**DATA EXTRACT**
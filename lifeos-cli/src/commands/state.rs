//! State command - inspect and edit the local key/value state

use anyhow::Result;
use clap::Subcommand;

use super::get_context;
use crate::output;
use lifeos_core::ports::StateStore;

#[derive(Subcommand)]
pub enum StateCommands {
    /// List stored keys
    List {
        /// Output as JSON
        #[arg(long)]
        json: bool,
    },
    /// Print the value stored under a key
    Get { key: String },
    /// Store a value under a key
    Set { key: String, value: String },
    /// Remove a key
    Remove { key: String },
}

pub fn run(command: StateCommands) -> Result<()> {
    let ctx = get_context()?;
    let store = ctx.store.as_ref();

    match command {
        StateCommands::List { json } => {
            let entries = store.entries()?;

            if json {
                let listing: Vec<_> = entries
                    .iter()
                    .map(|(k, v)| serde_json::json!({"key": k, "bytes": v.len()}))
                    .collect();
                println!("{}", serde_json::to_string_pretty(&listing)?);
                return Ok(());
            }

            if entries.is_empty() {
                println!("No state stored yet.");
                return Ok(());
            }

            let mut table = output::create_table();
            table.set_header(vec!["Key", "Size"]);
            for (key, value) in &entries {
                table.add_row(vec![key.clone(), output::format_size(value.len() as u64)]);
            }
            println!("{}", table);
        }
        StateCommands::Get { key } => match store.get(&key)? {
            Some(value) => println!("{}", value),
            None => anyhow::bail!("Key not found: {}", key),
        },
        StateCommands::Set { key, value } => {
            store.set(&key, &value)?;
            output::success(&format!("Stored {}", key));
        }
        StateCommands::Remove { key } => {
            if store.remove(&key)? {
                output::success(&format!("Removed {}", key));
            } else {
                output::warning(&format!("Key not found: {}", key));
            }
        }
    }

    Ok(())
}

**ACTIVITY**
From the listing above, collect every line that mentions the word "under".

**WRITTEN SOLUTION**
    /// Print the value stored under a key
    /// Store a value under a key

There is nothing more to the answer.